ZOË LESCAZE
When Arnold Lehman cedes the helm of the Brooklyn Museum next month, he’ll use his newfound freedom to pen a book on “Sensation,” the legendary exhibition that defined his turbulent tenure. Lehman broke the news at Frieze New York last Friday, where he gave a talk with Thelma Golden, his ebullient counterpart at the Studio Museum in Harlem.
The show, which then-Mayor Rudy Giuliani notoriously tried to shut down, occurred about two years into Lehman’s 18-year tenure and served as an unexpected bonding agent for a broken staff.
“What ‘Sensation’ did, I believe, was to make us internally one community,” said Lehman. “It brought everyone together in ways, initially, that weren’t very happy. I had 400 staff members who thought they were all going to lose their jobs.” Fear was part of it, Lehman said, but as the maelstrom of lawsuits, protests and publicity raged on, Lehman said his employees “came together…out of a sense of protecting, not just the museum, but the idea of a museum.”
The harmony was hard-won. Lehman described how he alienated his curators almost immediately after arriving in 1997, when he spent several days reviewing the signage throughout the galleries.
“I had to keep myself from taking every one of these labels off the walls,” he told the stunned curators at their very first meeting. “Many of them meant nothing to me, and if they meant nothing to me, I couldn’t imagine how they could mean much to our visitors.”
This conversation marked the start of Lehman’s campaign to make the museum more accessible. He went on to establish a suggested admission policy and First Saturdays, the museum’s monthly dance parties—steps he said were key to his tenure.
The event proceeded like this, with Golden and Lehman breezily pointing to the latter’s achievements like landmarks spotted from the top of a tour bus. While the event had been billed as a conversation on the role and future of museums, it proceeded as a largely superficial, swan-song survey of Lehman’s long career. Golden’s own experiences and insights as a trailblazing curator and director went untapped. Looking spectacular as always in strappy gladiator sandals and a flowing dress composed of bands of purple, polka dots and snow leopard spots, she simply interviewed Lehman, posing questions about his approach.
Due partly to time constraints—the whole thing clocked in under an hour including audience questions—partly to the interview-format, the pair wasn’t able to delve into topics that required proper dissection.
This was especially apparent when Lehman said broadening the museum’s appeal never necessitated “dumbing down” its programming, despite the accusations leveled at him throughout his career. Lehman didn’t specifically name “Star Wars: The Magic of Myth,” the 2000 exhibition that Michael Kimmelman called a commercially opportunistic “witless fiasco” in The New York Times, but it stood there like the Bantha in the room.
Detractors of such exhibitions, Lehman suggested, simply weren’t as progressive as the programming. “I think it’s because critics, like anyone, also find it difficult to change,” he said.

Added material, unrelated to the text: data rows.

use std::path::Path;
use std::str::FromStr;

use anyhow::{Context, Result};
use async_trait::async_trait;
use chrono::NaiveDate;
use sqlx::sqlite::{SqliteConnectOptions, SqliteJournalMode, SqlitePool, SqlitePoolOptions};
use sqlx::{FromRow, Sqlite, Transaction};
use taxcalc_core::db::{validate_effective_dates, validate_new_rates, validate_rate_value};
use taxcalc_core::{NewTaxRate, RateKey, RateRepository, RepositoryError, TaxRate, TaxYear};
use tracing::{debug, info, warn};

const SELECT_COLUMNS: &str =
    "SELECT id, category, name, rate_type, value, tax_year, effective_from, effective_to FROM tax_rate";

pub struct SqliteRateRepository {
    pool: SqlitePool,
}

impl SqliteRateRepository {
    /// Open `database_url`, which may be a `sqlite:` URL, `:memory:`, or a
    /// bare file path. Files are created when missing.
    pub async fn new(database_url: &str) -> Result<Self> {
        let in_memory = database_url.contains(":memory:");
        let options = if database_url.starts_with("sqlite:") {
            SqliteConnectOptions::from_str(database_url)
                .with_context(|| format!("Invalid database URL: {}", database_url))?
        } else if in_memory {
            SqliteConnectOptions::from_str("sqlite::memory:")
                .context("Invalid in-memory database URL")?
        } else {
            SqliteConnectOptions::new()
                .filename(database_url)
                .journal_mode(SqliteJournalMode::Wal)
        };
        let options = options.create_if_missing(true).foreign_keys(true);

        let mut pool_options = SqlitePoolOptions::new().max_connections(5);
        if in_memory {
            // Each :memory: connection is its own database; keep exactly one alive.
            pool_options = pool_options
                .max_connections(1)
                .idle_timeout(None)
                .max_lifetime(None);
        }
        let pool = pool_options
            .connect_with(options)
            .await
            .with_context(|| format!("Failed to connect to database: {}", database_url))?;
        Ok(Self { pool })
    }

    pub async fn new_with_pool(pool: SqlitePool) -> Self {
        Self { pool }
    }

    pub async fn run_migrations(&self) -> Result<()> {
        sqlx::migrate!("./migrations")
            .run(&self.pool)
            .await
            .context("Failed to run database migrations")?;
        Ok(())
    }

    /// Load and execute all SQL seed files from the specified directory.
    /// Files are executed in alphabetical order by filename.
    pub async fn run_seeds(&self, seeds_dir: &Path) -> Result<()> {
        let mut entries: Vec<_> = std::fs::read_dir(seeds_dir)
            .with_context(|| format!("Failed to read seeds directory '{}'", seeds_dir.display()))?
            .filter_map(|entry| entry.ok())
            .filter(|entry| entry.path().extension().is_some_and(|ext| ext == "sql"))
            .collect();

        entries.sort_by_key(|entry| entry.file_name());

        for entry in entries {
            let path = entry.path();
            let sql = std::fs::read_to_string(&path)
                .with_context(|| format!("Failed to read seed file '{}'", path.display()))?;

            sqlx::raw_sql(&sql)
                .execute(&self.pool)
                .await
                .with_context(|| format!("Failed to execute seed file '{}'", path.display()))?;
            debug!(file = %path.display(), "applied seed file");
        }

        Ok(())
    }

    pub fn pool(&self) -> &SqlitePool {
        &self.pool
    }
}

#[derive(FromRow)]
struct TaxRateRow {
    id: i64,
    category: String,
    name: String,
    rate_type: String,
    value: i64,
    tax_year: String,
    effective_from: NaiveDate,
    effective_to: NaiveDate,
}

impl TryFrom<TaxRateRow> for TaxRate {
    type Error = RepositoryError;

    fn try_from(row: TaxRateRow) -> Result<Self, Self::Error> {
        let key = RateKey::parse_str(&row.category, &row.name, &row.rate_type).ok_or_else(|| {
            RepositoryError::Database(format!(
                "row {} has unknown rate {}/{}/{}",
                row.id, row.category, row.name, row.rate_type
            ))
        })?;
        let tax_year = row.tax_year.parse().map_err(|e: taxcalc_core::TaxYearParseError| {
            RepositoryError::Database(e.to_string())
        })?;

        Ok(TaxRate {
            id: row.id,
            key,
            value: row.value,
            tax_year,
            effective_from: row.effective_from,
            effective_to: row.effective_to,
        })
    }
}

fn db_error(e: sqlx::Error) -> RepositoryError {
    RepositoryError::Database(e.to_string())
}

fn into_rates(rows: Vec<TaxRateRow>) -> Result<Vec<TaxRate>, RepositoryError> {
    let mut rates = rows
        .into_iter()
        .map(TaxRate::try_from)
        .collect::<Result<Vec<_>, _>>()?;
    rates.sort_by_key(|r| r.key);
    Ok(rates)
}

async fn year_exists(
    tx: &mut Transaction<'_, Sqlite>,
    tax_year: TaxYear,
) -> Result<bool, RepositoryError> {
    let count: i64 = sqlx::query_scalar("SELECT COUNT(*) FROM tax_rate WHERE tax_year = ?")
        .bind(tax_year.to_string())
        .fetch_one(&mut **tx)
        .await
        .map_err(db_error)?;
    Ok(count > 0)
}

async fn insert_row(
    tx: &mut Transaction<'_, Sqlite>,
    rate: &NewTaxRate,
) -> Result<TaxRate, RepositoryError> {
    let result = sqlx::query(
        "INSERT INTO tax_rate (category, name, rate_type, value, tax_year, effective_from, effective_to)
         VALUES (?, ?, ?, ?, ?, ?, ?)",
    )
    .bind(rate.key.category().as_str())
    .bind(rate.key.name())
    .bind(rate.key.rate_type().as_str())
    .bind(rate.value)
    .bind(rate.tax_year.to_string())
    .bind(rate.effective_from)
    .bind(rate.effective_to)
    .execute(&mut **tx)
    .await
    .map_err(|e| {
        if let sqlx::Error::Database(db) = &e {
            if db.is_unique_violation() {
                return RepositoryError::DuplicateRate {
                    key: rate.key,
                    tax_year: rate.tax_year,
                };
            }
        }
        db_error(e)
    })?;

    Ok(TaxRate {
        id: result.last_insert_rowid(),
        key: rate.key,
        value: rate.value,
        tax_year: rate.tax_year,
        effective_from: rate.effective_from,
        effective_to: rate.effective_to,
    })
}

#[async_trait]
impl RateRepository for SqliteRateRepository {
    async fn get_rates(&self, tax_year: TaxYear) -> Result<Vec<TaxRate>, RepositoryError> {
        let rows: Vec<TaxRateRow> =
            sqlx::query_as(&format!("{SELECT_COLUMNS} WHERE tax_year = ?"))
                .bind(tax_year.to_string())
                .fetch_all(&self.pool)
                .await
                .map_err(db_error)?;

        if rows.is_empty() {
            return Err(RepositoryError::TaxYearNotFound(tax_year));
        }
        debug!(%tax_year, rows = rows.len(), "fetched rates");
        into_rates(rows)
    }

    async fn get_rate(&self, tax_year: TaxYear, key: RateKey) -> Result<TaxRate, RepositoryError> {
        let row: TaxRateRow = sqlx::query_as(&format!(
            "{SELECT_COLUMNS} WHERE tax_year = ? AND category = ? AND name = ? AND rate_type = ?"
        ))
        .bind(tax_year.to_string())
        .bind(key.category().as_str())
        .bind(key.name())
        .bind(key.rate_type().as_str())
        .fetch_optional(&self.pool)
        .await
        .map_err(db_error)?
        .ok_or(RepositoryError::NotFound)?;

        row.try_into()
    }

    async fn get_rate_by_id(&self, id: i64) -> Result<TaxRate, RepositoryError> {
        let row: TaxRateRow = sqlx::query_as(&format!("{SELECT_COLUMNS} WHERE id = ?"))
            .bind(id)
            .fetch_optional(&self.pool)
            .await
            .map_err(db_error)?
            .ok_or(RepositoryError::NotFound)?;

        row.try_into()
    }

    async fn update_rate_value(&self, id: i64, value: i64) -> Result<TaxRate, RepositoryError> {
        let mut tx = self.pool.begin().await.map_err(db_error)?;

        let row: TaxRateRow = sqlx::query_as(&format!("{SELECT_COLUMNS} WHERE id = ?"))
            .bind(id)
            .fetch_optional(&mut *tx)
            .await
            .map_err(db_error)?
            .ok_or(RepositoryError::NotFound)?;
        let mut rate = TaxRate::try_from(row)?;

        if let Err(e) = validate_rate_value(rate.key, value) {
            warn!(id, key = %rate.key, value, "rejected rate update");
            return Err(e);
        }

        sqlx::query("UPDATE tax_rate SET value = ? WHERE id = ?")
            .bind(value)
            .bind(id)
            .execute(&mut *tx)
            .await
            .map_err(db_error)?;
        tx.commit().await.map_err(db_error)?;

        info!(
            id,
            key = %rate.key,
            tax_year = %rate.tax_year,
            old = rate.value,
            new = value,
            "updated rate"
        );
        rate.value = value;
        Ok(rate)
    }

    async fn copy_year(
        &self,
        from: TaxYear,
        to: TaxYear,
        effective_from: NaiveDate,
        effective_to: NaiveDate,
    ) -> Result<Vec<TaxRate>, RepositoryError> {
        validate_effective_dates(effective_from, effective_to)?;

        // The copy is the transaction's first statement, so it holds the
        // write lock before anything is read.
        let mut tx = self.pool.begin().await.map_err(db_error)?;
        let inserted = sqlx::query(
            "INSERT INTO tax_rate (category, name, rate_type, value, tax_year, effective_from, effective_to)
             SELECT category, name, rate_type, value, ?, ?, ?
               FROM tax_rate
              WHERE tax_year = ?
                AND NOT EXISTS (SELECT 1 FROM tax_rate WHERE tax_year = ?)",
        )
        .bind(to.to_string())
        .bind(effective_from)
        .bind(effective_to)
        .bind(from.to_string())
        .bind(to.to_string())
        .execute(&mut *tx)
        .await
        .map_err(|e| {
            if let sqlx::Error::Database(db) = &e {
                if db.is_unique_violation() {
                    return RepositoryError::DuplicateTaxYear(to);
                }
            }
            db_error(e)
        })?
        .rows_affected();

        if inserted == 0 {
            if year_exists(&mut tx, to).await? {
                warn!(%from, %to, "copy target year already exists");
                return Err(RepositoryError::DuplicateTaxYear(to));
            }
            return Err(RepositoryError::TaxYearNotFound(from));
        }

        let rows: Vec<TaxRateRow> =
            sqlx::query_as(&format!("{SELECT_COLUMNS} WHERE tax_year = ?"))
                .bind(to.to_string())
                .fetch_all(&mut *tx)
                .await
                .map_err(db_error)?;
        let copied = into_rates(rows)?;
        tx.commit().await.map_err(db_error)?;

        info!(%from, %to, rows = copied.len(), "copied tax year");
        Ok(copied)
    }

    async fn list_tax_years(&self) -> Result<Vec<TaxYear>, RepositoryError> {
        let keys: Vec<String> =
            sqlx::query_scalar("SELECT DISTINCT tax_year FROM tax_rate ORDER BY tax_year DESC")
                .fetch_all(&self.pool)
                .await
                .map_err(db_error)?;

        let mut years = keys
            .iter()
            .map(|k| k.parse::<TaxYear>())
            .collect::<Result<Vec<_>, _>>()
            .map_err(|e| RepositoryError::Database(e.to_string()))?;
        years.sort_unstable_by(|a, b| b.cmp(a));
        Ok(years)
    }

    async fn insert_rates(&self, rates: &[NewTaxRate]) -> Result<Vec<TaxRate>, RepositoryError> {
        validate_new_rates(rates)?;

        let mut tx = self.pool.begin().await.map_err(db_error)?;
        let mut inserted = Vec::with_capacity(rates.len());
        for rate in rates {
            inserted.push(insert_row(&mut tx, rate).await?);
        }
        tx.commit().await.map_err(db_error)?;

        debug!(rows = inserted.len(), "inserted rates");
        Ok(inserted)
    }
}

The defensiveness of that comment aside, it’s understandable why the talk didn’t devolve into a discussion of “Star Wars” or the equally maligned “Hip-Hop Nation: Roots, Rhymes and Rage.” What’s unfortunate is that the speakers missed an opportunity to have a substantive conversation on the very real challenges museum directors face in terms of reconciling their institutions’ traditions with the imperative to evolve—how does one balance razzle-dazzle with curatorial integrity?
Lehman, attired in a black jacket and salmon-colored pants, spoke openly, if briefly, about other controversial aspects of his leadership.
“I made very difficult decisions in terms of how our curators themselves would work within a museum context and I was very soundly criticized by almost every newspaper,” said Lehman, alluding to his abolition of traditional curatorial departments such as Asian art and American art in favor of two teams, one for exhibitions and one for collections. “It was said that I was destroying, single-handedly, the curatorial profession.”
The museum’s curators (at least the ones that didn’t quit), he said, are happier than ever as a result.
Ultimately, what enabled these bold decisions was a sense of necessity.
“I never thought that changing what we did was a risk,” said Lehman. “I always believed that changing how the museum perceived itself…was simply what we had to do.”